The answer must be one number: the count of lines in the data below that include "active".
(Beginning of EXTRACTED ENTRIES)
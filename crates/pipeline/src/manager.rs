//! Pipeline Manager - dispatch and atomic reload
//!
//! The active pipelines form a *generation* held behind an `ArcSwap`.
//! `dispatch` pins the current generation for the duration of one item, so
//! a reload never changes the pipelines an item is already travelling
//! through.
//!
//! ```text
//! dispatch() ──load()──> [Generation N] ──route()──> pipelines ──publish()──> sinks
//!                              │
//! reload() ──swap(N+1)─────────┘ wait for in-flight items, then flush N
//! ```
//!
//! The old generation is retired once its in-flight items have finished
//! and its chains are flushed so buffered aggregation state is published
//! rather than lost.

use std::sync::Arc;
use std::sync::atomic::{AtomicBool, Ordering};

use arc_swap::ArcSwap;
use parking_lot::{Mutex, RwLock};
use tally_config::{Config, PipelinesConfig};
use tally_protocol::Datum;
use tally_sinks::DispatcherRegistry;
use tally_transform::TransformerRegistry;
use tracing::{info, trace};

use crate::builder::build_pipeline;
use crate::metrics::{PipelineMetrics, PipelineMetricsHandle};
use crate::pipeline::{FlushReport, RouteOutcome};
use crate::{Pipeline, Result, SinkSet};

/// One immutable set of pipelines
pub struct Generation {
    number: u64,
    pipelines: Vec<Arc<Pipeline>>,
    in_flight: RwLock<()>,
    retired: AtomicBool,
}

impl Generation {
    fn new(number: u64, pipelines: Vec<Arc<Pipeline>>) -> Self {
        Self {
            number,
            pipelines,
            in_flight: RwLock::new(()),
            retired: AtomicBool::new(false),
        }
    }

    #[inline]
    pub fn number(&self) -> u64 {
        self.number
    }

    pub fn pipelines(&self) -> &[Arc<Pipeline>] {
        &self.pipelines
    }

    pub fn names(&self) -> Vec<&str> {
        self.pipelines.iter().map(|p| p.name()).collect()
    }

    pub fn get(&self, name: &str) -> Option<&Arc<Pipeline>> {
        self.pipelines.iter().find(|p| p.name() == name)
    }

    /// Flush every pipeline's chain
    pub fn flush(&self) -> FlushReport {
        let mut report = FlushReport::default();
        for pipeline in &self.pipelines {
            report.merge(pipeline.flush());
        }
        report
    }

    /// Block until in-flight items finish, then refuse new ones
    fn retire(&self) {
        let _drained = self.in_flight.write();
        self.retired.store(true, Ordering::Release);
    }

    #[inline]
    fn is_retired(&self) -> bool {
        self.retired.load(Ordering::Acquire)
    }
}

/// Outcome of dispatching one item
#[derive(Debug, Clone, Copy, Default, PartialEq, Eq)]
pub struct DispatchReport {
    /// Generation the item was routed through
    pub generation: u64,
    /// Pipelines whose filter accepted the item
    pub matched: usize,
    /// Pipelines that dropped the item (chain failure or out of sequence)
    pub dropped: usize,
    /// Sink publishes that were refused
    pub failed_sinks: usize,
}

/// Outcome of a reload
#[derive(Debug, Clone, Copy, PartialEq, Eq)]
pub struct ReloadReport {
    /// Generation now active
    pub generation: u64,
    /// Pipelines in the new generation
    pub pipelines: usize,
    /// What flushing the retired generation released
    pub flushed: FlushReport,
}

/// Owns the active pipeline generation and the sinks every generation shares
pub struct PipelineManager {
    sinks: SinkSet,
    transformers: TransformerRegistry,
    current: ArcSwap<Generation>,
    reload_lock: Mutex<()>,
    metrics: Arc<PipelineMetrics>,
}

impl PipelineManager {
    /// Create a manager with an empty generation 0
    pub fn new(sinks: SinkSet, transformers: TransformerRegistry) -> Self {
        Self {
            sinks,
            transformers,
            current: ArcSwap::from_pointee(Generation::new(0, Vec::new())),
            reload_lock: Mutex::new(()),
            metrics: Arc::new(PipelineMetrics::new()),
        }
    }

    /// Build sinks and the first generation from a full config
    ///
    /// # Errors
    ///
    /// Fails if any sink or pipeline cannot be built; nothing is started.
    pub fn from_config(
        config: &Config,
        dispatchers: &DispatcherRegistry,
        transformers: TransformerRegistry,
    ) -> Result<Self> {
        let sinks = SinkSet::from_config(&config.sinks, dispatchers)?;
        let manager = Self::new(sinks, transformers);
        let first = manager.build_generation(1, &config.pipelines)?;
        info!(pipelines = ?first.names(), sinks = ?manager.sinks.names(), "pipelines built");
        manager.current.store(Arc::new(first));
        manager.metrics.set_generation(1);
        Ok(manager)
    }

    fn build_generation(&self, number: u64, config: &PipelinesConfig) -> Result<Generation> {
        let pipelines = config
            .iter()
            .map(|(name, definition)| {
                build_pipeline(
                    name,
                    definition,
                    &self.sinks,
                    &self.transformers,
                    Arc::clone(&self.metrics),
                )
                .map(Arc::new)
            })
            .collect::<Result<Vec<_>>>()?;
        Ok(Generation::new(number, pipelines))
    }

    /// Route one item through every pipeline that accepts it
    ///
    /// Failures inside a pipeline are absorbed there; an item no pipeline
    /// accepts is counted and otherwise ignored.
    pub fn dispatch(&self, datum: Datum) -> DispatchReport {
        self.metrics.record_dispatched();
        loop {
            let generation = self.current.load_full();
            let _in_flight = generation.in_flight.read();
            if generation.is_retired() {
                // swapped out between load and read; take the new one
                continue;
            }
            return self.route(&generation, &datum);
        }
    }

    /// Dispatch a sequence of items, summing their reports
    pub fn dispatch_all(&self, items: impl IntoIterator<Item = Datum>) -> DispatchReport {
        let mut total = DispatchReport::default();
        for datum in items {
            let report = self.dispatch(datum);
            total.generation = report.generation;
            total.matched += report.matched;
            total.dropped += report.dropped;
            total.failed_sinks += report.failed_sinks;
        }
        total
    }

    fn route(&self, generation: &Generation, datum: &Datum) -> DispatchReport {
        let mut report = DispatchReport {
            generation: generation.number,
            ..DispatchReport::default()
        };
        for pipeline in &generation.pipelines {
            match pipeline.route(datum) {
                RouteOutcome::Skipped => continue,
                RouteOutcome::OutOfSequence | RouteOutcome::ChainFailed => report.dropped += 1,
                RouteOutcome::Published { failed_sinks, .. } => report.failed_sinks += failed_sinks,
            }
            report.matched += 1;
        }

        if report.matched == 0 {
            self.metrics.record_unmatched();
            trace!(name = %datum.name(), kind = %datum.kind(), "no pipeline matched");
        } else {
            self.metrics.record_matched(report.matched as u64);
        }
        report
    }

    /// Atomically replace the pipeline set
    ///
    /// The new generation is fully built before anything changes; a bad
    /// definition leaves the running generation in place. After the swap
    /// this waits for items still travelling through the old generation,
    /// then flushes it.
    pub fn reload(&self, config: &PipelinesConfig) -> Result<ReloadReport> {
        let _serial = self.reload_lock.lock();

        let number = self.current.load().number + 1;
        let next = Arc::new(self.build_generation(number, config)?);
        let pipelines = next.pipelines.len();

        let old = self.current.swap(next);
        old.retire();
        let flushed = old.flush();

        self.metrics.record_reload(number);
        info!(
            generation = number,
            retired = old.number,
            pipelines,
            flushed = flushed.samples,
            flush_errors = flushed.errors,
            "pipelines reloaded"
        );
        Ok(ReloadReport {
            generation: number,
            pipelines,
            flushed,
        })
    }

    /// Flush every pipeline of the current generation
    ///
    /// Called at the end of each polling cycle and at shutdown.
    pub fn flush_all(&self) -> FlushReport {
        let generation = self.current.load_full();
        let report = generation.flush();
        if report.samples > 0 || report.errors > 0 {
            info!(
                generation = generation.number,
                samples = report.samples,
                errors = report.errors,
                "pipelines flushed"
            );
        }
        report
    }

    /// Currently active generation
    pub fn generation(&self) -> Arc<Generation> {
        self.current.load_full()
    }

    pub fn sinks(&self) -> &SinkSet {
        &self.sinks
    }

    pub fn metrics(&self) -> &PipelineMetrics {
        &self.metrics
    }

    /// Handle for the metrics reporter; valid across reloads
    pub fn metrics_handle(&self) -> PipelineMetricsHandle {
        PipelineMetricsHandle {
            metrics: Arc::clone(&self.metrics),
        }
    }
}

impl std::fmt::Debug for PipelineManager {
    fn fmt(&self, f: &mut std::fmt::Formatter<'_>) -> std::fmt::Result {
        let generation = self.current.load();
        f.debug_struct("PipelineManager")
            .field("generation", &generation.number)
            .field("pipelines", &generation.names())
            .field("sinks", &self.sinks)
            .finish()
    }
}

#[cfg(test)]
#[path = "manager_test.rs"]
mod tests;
(End of EXTRACTED ENTRIES)
ANSWER TO THE PROBLEM: 4